[WHAT THIS TASK INVOLVES] Filter the records down to the lines that hold the word "async", and copy each of those lines.
-------------------------
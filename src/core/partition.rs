use serde::{Deserialize, Serialize};
use std::path::{Path, PathBuf};

use crate::core::error::{SourceError, SourceResult};
use crate::core::fingerprint::FileDescriptor;
use crate::core::schema::{DataSchema, DataType, Field};

/// 一个分区目录（叶子文件的父目录）及其 key=value 取值
#[derive(Clone, Debug, PartialEq, Eq, Serialize, Deserialize)]
pub struct PartitionDir {
    pub path: PathBuf,
    pub values: Vec<(String, String)>,
}

/// 分区发现结果
#[derive(Clone, Debug, Default, PartialEq, Eq, Serialize, Deserialize)]
pub struct PartitionSpec {
    pub columns: Vec<String>,
    pub partitions: Vec<PartitionDir>,
}

impl PartitionSpec {
    pub fn is_partitioned(&self) -> bool {
        !self.columns.is_empty() && !self.partitions.is_empty()
    }

    /// 分区列 schema：发现阶段不做类型推断，统一按 string
    pub fn schema(&self) -> DataSchema {
        DataSchema::new(
            self.columns
                .iter()
                .map(|c| Field::new(c.clone(), DataType::String))
                .collect(),
        )
    }

    /// 从第一个分区目录向上走 `columns.len()` 层得到 base path
    pub fn base_path(&self) -> Option<PathBuf> {
        if !self.is_partitioned() {
            return None;
        }
        let mut path = self.partitions.first()?.path.as_path();
        for _ in &self.columns {
            path = path.parent()?;
        }
        Some(path.to_path_buf())
    }

    /// 从 root 与叶子文件推导分区结构。
    ///
    /// 从叶子目录向上收集连续的 `key=value` 段，遇到普通目录或 root 即停。
    /// 所有文件的分区列必须一致，否则视为目录结构冲突。
    pub fn discover(roots: &[PathBuf], files: &[FileDescriptor]) -> SourceResult<Self> {
        let mut spec: Option<PartitionSpec> = None;

        for file in files {
            let Some(dir) = file.path.parent() else { continue };
            let root = roots
                .iter()
                .filter(|r| dir.starts_with(r))
                .max_by_key(|r| r.components().count());
            let values = match root {
                Some(root) => partition_values(root, dir),
                None => Vec::new(),
            };
            let columns: Vec<String> = values.iter().map(|(k, _)| k.clone()).collect();

            let spec = spec.get_or_insert_with(|| PartitionSpec {
                columns: columns.clone(),
                partitions: Vec::new(),
            });
            if spec.columns != columns {
                return Err(SourceError::malformed(
                    "partition-discovery",
                    format!(
                        "conflicting directory structures: {:?} vs {:?} at {}",
                        spec.columns,
                        columns,
                        dir.display()
                    ),
                ));
            }
            if !values.is_empty() && !spec.partitions.iter().any(|p| p.path == dir) {
                spec.partitions.push(PartitionDir {
                    path: dir.to_path_buf(),
                    values,
                });
            }
        }

        let mut spec = spec.unwrap_or_default();
        if spec.partitions.is_empty() {
            spec.columns.clear();
        }
        Ok(spec)
    }
}

fn partition_values(root: &Path, dir: &Path) -> Vec<(String, String)> {
    let Ok(rel) = dir.strip_prefix(root) else {
        return Vec::new();
    };
    let mut values = Vec::new();
    for comp in rel.components().rev() {
        let seg = comp.as_os_str().to_string_lossy();
        match seg.split_once('=') {
            Some((k, v)) if !k.is_empty() => values.push((k.to_string(), v.to_string())),
            _ => break,
        }
    }
    values.reverse();
    values
}

#[cfg(test)]
mod tests {
    use super::*;

    fn f(p: &str) -> FileDescriptor {
        FileDescriptor::new(p, 1, 1)
    }

    #[test]
    fn unpartitioned_layout() {
        let roots = vec![PathBuf::from("/t")];
        let spec = PartitionSpec::discover(&roots, &[f("/t/a.csv"), f("/t/sub/b.csv")]).unwrap();
        assert!(!spec.is_partitioned());
        assert_eq!(spec.base_path(), None);
        assert!(spec.schema().is_empty());
    }

    #[test]
    fn two_level_partitions() {
        let roots = vec![PathBuf::from("/t")];
        let files = [
            f("/t/year=2023/month=01/a.parquet"),
            f("/t/year=2023/month=01/b.parquet"),
            f("/t/year=2024/month=02/c.parquet"),
        ];
        let spec = PartitionSpec::discover(&roots, &files).unwrap();
        assert_eq!(spec.columns, vec!["year", "month"]);
        assert_eq!(spec.partitions.len(), 2);
        assert_eq!(
            spec.partitions[1].values,
            vec![("year".into(), "2024".into()), ("month".into(), "02".into())]
        );
        assert_eq!(spec.base_path(), Some(PathBuf::from("/t")));
        assert_eq!(spec.schema().field_names(), vec!["year", "month"]);
    }

    #[test]
    fn root_pointing_at_partition_dir() {
        let roots = vec![PathBuf::from("/t/year=2023")];
        let spec = PartitionSpec::discover(&roots, &[f("/t/year=2023/a.parquet")]).unwrap();
        assert!(!spec.is_partitioned());
    }

    #[test]
    fn conflicting_layout_is_malformed() {
        let roots = vec![PathBuf::from("/t")];
        let err =
            PartitionSpec::discover(&roots, &[f("/t/k=1/a.csv"), f("/t/b.csv")]).unwrap_err();
        assert!(matches!(err, SourceError::MalformedInput { .. }));
    }
}
use clap::{Parser, Subcommand};
use fd_sources::core::DataSchema;
use fd_sources::{
    check_freshness, refresh_entry, BuilderCatalog, FileIdTracker, Freshness, IndexLogEntry,
    MetadataStore, SessionConf, SourceContext, SourceProviderRegistry,
};
use std::collections::BTreeMap;
use std::path::PathBuf;
use std::sync::Arc;
use tracing::info;
use tracing_subscriber::EnvFilter;

#[derive(Parser)]
#[command(name = "fd-sources", version, about = "File-based source relations and content signatures")]
struct Cli {
    /// 配置文件（默认 <config_dir>/fd-sources/config.toml，存在时加载）
    #[arg(long, global = true)]
    config: Option<PathBuf>,

    /// 覆盖配置项 key=value（可重复）
    #[arg(long = "conf", global = true, value_parser = parse_key_val)]
    conf: Vec<(String, String)>,

    /// 索引元数据目录
    #[arg(long, global = true)]
    store: Option<PathBuf>,

    #[command(subcommand)]
    command: Command,
}

#[derive(Subcommand)]
enum Command {
    /// 计算数据集当前签名
    Signature {
        #[arg(long)]
        format: String,
        #[arg(required = true)]
        paths: Vec<PathBuf>,
    },
    /// 规范化数据集并记录到索引元数据
    Create {
        #[arg(long)]
        name: String,
        #[arg(long)]
        format: String,
        /// schema JSON 文件
        #[arg(long)]
        schema: Option<PathBuf>,
        /// 读选项 key=value（可重复；"path" 会被剔除）
        #[arg(long = "option", value_parser = parse_key_val)]
        options: Vec<(String, String)>,
        #[arg(required = true)]
        paths: Vec<PathBuf>,
    },
    /// 比对记录签名与当前签名
    Check { name: String },
    /// 重新推导 Relation 并更新签名
    Refresh { name: String },
    /// 打印索引元数据
    Show { name: String },
    /// 列出已记录的索引
    List,
    /// 删除索引元数据
    Remove { name: String },
}

fn parse_key_val(s: &str) -> Result<(String, String), String> {
    s.split_once('=')
        .map(|(k, v)| (k.trim().to_string(), v.trim().to_string()))
        .filter(|(k, _)| !k.is_empty())
        .ok_or_else(|| format!("expected key=value, got '{}'", s))
}

fn load_conf(cli: &Cli) -> anyhow::Result<SessionConf> {
    let conf = match &cli.config {
        Some(path) => SessionConf::load_toml(path)?,
        None => match SessionConf::default_path().filter(|p| p.exists()) {
            Some(path) => SessionConf::load_toml(&path)?,
            None => SessionConf::new(),
        },
    };
    for (k, v) in &cli.conf {
        conf.set(k, v.clone());
    }
    Ok(conf)
}

fn store_dir(cli: &Cli) -> PathBuf {
    cli.store.clone().unwrap_or_else(|| {
        dirs::data_local_dir()
            .unwrap_or_else(|| PathBuf::from("."))
            .join("fd-sources")
            .join("indexes")
    })
}

async fn load_entry(store: &MetadataStore, name: &str) -> anyhow::Result<IndexLogEntry> {
    store
        .load(name)
        .await?
        .ok_or_else(|| anyhow::anyhow!("no valid index log for '{}' in {:?}", name, store.dir()))
}

#[tokio::main]
async fn main() -> anyhow::Result<()> {
    tracing_subscriber::fmt()
        .with_env_filter(
            EnvFilter::try_from_default_env().unwrap_or_else(|_| EnvFilter::new("info")),
        )
        .with_writer(std::io::stderr)
        .init();

    let cli = Cli::parse();
    let conf = Arc::new(load_conf(&cli)?);
    let ctx = SourceContext::local(conf);
    let registry = SourceProviderRegistry::from_conf(&ctx, &BuilderCatalog::with_defaults())?;
    let store = MetadataStore::new(store_dir(&cli));

    match &cli.command {
        Command::Signature { format, paths } => {
            let handle =
                ctx.discover(paths.clone(), format, DataSchema::default(), BTreeMap::new())?;
            println!("{}", registry.require_signature(&handle)?);
        }
        Command::Create {
            name,
            format,
            schema,
            options,
            paths,
        } => {
            let schema = match schema {
                Some(p) => DataSchema::from_json(&std::fs::read_to_string(p)?)?,
                None => DataSchema::default(),
            };
            let options: BTreeMap<String, String> = options.iter().cloned().collect();
            let handle = ctx.discover(paths.clone(), format, schema, options)?;

            let relation = registry.require_relation(&handle, &FileIdTracker::new())?;
            let signature = registry.require_signature(&handle)?;
            let entry = IndexLogEntry::new(name.clone(), relation, signature);
            store.save(&entry).await?;
            info!("Created index log '{}' with signature {}", name, entry.signature);
            println!("{}", entry.signature);
        }
        Command::Check { name } => {
            let entry = load_entry(&store, name).await?;
            match check_freshness(&registry, &entry)? {
                Some(Freshness::Fresh) => println!("fresh {}", entry.signature),
                Some(Freshness::Stale {
                    recorded,
                    current,
                    update,
                }) => {
                    println!("stale {} -> {}", recorded, current);
                    for f in &update.appended {
                        println!("  + {}", f.name);
                    }
                    for f in &update.deleted {
                        println!("  - {}", f.name);
                    }
                }
                None => anyhow::bail!("no index-capable source provider found for '{}'", name),
            }
        }
        Command::Refresh { name } => {
            let entry = load_entry(&store, name).await?;
            let refreshed = refresh_entry(&registry, &entry)?;
            store.save(&refreshed).await?;
            println!("{}", refreshed.signature);
        }
        Command::Show { name } => {
            let entry = load_entry(&store, name).await?;
            println!("{}", serde_json::to_string_pretty(&entry)?);
        }
        Command::List => {
            for name in store.list().await? {
                println!("{}", name);
            }
        }
        Command::Remove { name } => {
            if !store.remove(name).await? {
                anyhow::bail!("no index log named '{}'", name);
            }
            info!("Removed index log '{}'", name);
        }
    }

    Ok(())
}
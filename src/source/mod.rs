//! 可插拔数据源：把不同格式的文件数据集规范化为 `Relation`，
//! 计算内容签名，并能仅凭落盘元数据重建可查询句柄。
//!
//! ## 约定（所有操作统一）
//! - `Ok(None)`：输入不归本 provider 管辖，调用方继续尝试下一个
//! - `Err(_)`：已认领的输入无法完成操作（schema 损坏、存储不可读……），直接上抛

pub mod default;
pub mod handle;
pub mod listing;
pub mod reader;
pub mod registry;

use std::collections::BTreeMap;
use std::path::PathBuf;
use std::sync::Arc;

use crate::config::SessionConf;
use crate::core::{
    DataSchema, FileDescriptor, FileIdTracker, Relation, SourceResult,
};

pub use default::{DefaultFileBasedRelation, DefaultFileBasedSource};
pub use handle::{DatasetHandle, FileFormat, FileIndex, FileRelation, InMemoryFileIndex};
pub use listing::{FileLister, FsFileLister};
pub use reader::{FsStorageReader, ReadRequest, StorageReader};
pub use registry::{BuilderCatalog, SourceProviderBuilder, SourceProviderRegistry};

/// provider 构建时注入的会话级上下文
#[derive(Clone)]
pub struct SourceContext {
    pub conf: Arc<SessionConf>,
    pub lister: Arc<dyn FileLister>,
    pub reader: Arc<dyn StorageReader>,
}

impl SourceContext {
    pub fn new(
        conf: Arc<SessionConf>,
        lister: Arc<dyn FileLister>,
        reader: Arc<dyn StorageReader>,
    ) -> Self {
        Self {
            conf,
            lister,
            reader,
        }
    }

    /// 本地文件系统：FsFileLister + FsStorageReader
    pub fn local(conf: Arc<SessionConf>) -> Self {
        let lister: Arc<dyn FileLister> = Arc::new(FsFileLister::new());
        let reader = Arc::new(FsStorageReader::new(lister.clone()));
        Self::new(conf, lister, reader)
    }

    /// 发现阶段：按路径/格式/schema 打开数据集
    pub fn discover(
        &self,
        root_paths: Vec<PathBuf>,
        format: &str,
        schema: DataSchema,
        options: BTreeMap<String, String>,
    ) -> SourceResult<DatasetHandle> {
        self.reader.read(ReadRequest {
            root_paths,
            schema,
            format: format.to_string(),
            options,
        })
    }
}

/// 数据源能力接口（每个存储格式家族实现一次）
pub trait SourceProvider: Send + Sync {
    fn name(&self) -> &str;

    /// 规范化句柄；不认识的句柄返回 None
    fn create_relation(
        &self,
        handle: &DatasetHandle,
        tracker: &FileIdTracker,
    ) -> SourceResult<Option<Relation>>;

    /// 按当前存储状态重新推导 Relation
    fn refresh_relation(&self, relation: &Relation) -> SourceResult<Option<Relation>>;

    /// 直接从活句柄计算当前签名
    fn signature(&self, handle: &DatasetHandle) -> SourceResult<Option<String>>;

    /// `create_relation` 的逆：仅凭落盘元数据重建活句柄
    fn reconstruct(&self, relation: &Relation) -> SourceResult<Option<DatasetHandle>>;
}

/// 基于文件的数据源：在 SourceProvider 之上提供更窄的只读查询。
///
/// 每个查询独立可选：默认实现一律返回 `Ok(None)`。
pub trait FileBasedSourceProvider: SourceProvider {
    fn is_supported_relation(&self, _handle: &DatasetHandle) -> SourceResult<Option<bool>> {
        Ok(None)
    }

    fn get_relation<'a>(
        &self,
        _handle: &'a DatasetHandle,
    ) -> SourceResult<Option<Box<dyn FileBasedRelationView + 'a>>> {
        Ok(None)
    }

    /// 读取索引数据时使用的内部格式名
    fn internal_file_format_name(&self, _relation: &Relation) -> SourceResult<Option<String>> {
        Ok(None)
    }

    fn partition_base_path(&self, _handle: &DatasetHandle) -> SourceResult<Option<String>> {
        Ok(None)
    }

    /// (文件路径, 文件 id) 血缘对
    fn lineage_pairs(
        &self,
        _handle: &DatasetHandle,
        _tracker: &FileIdTracker,
    ) -> SourceResult<Option<Vec<(String, u64)>>> {
        Ok(None)
    }

    fn has_parquet_as_source_format(&self, _handle: &DatasetHandle) -> SourceResult<Option<bool>> {
        Ok(None)
    }
}

/// 已认领句柄的只读视图：文件列表、选项、签名等
pub trait FileBasedRelationView {
    fn provider(&self) -> &str;
    fn root_paths(&self) -> Vec<String>;
    fn all_files(&self) -> &[FileDescriptor];
    /// 已剔除 "path"
    fn options(&self) -> BTreeMap<String, String>;
    fn file_format(&self) -> String;
    fn data_schema(&self) -> &DataSchema;
    fn partition_schema(&self) -> DataSchema;
    fn partition_base_path(&self) -> Option<String>;
    fn signature(&self) -> String;
    fn create_relation_metadata(&self, tracker: &FileIdTracker) -> Relation;

    fn has_parquet_as_source_format(&self) -> bool {
        self.file_format() == "parquet"
    }

    fn lineage_pairs(&self, tracker: &FileIdTracker) -> Vec<(String, u64)> {
        self.all_files()
            .iter()
            .map(|f| (f.path_string(), tracker.add_file(f)))
            .collect()
    }
}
-------------------------
[SOLVED EXERCISE]
async fn load_entry(store: &MetadataStore, name: &str) -> anyhow::Result<IndexLogEntry> {
async fn main() -> anyhow::Result<()> {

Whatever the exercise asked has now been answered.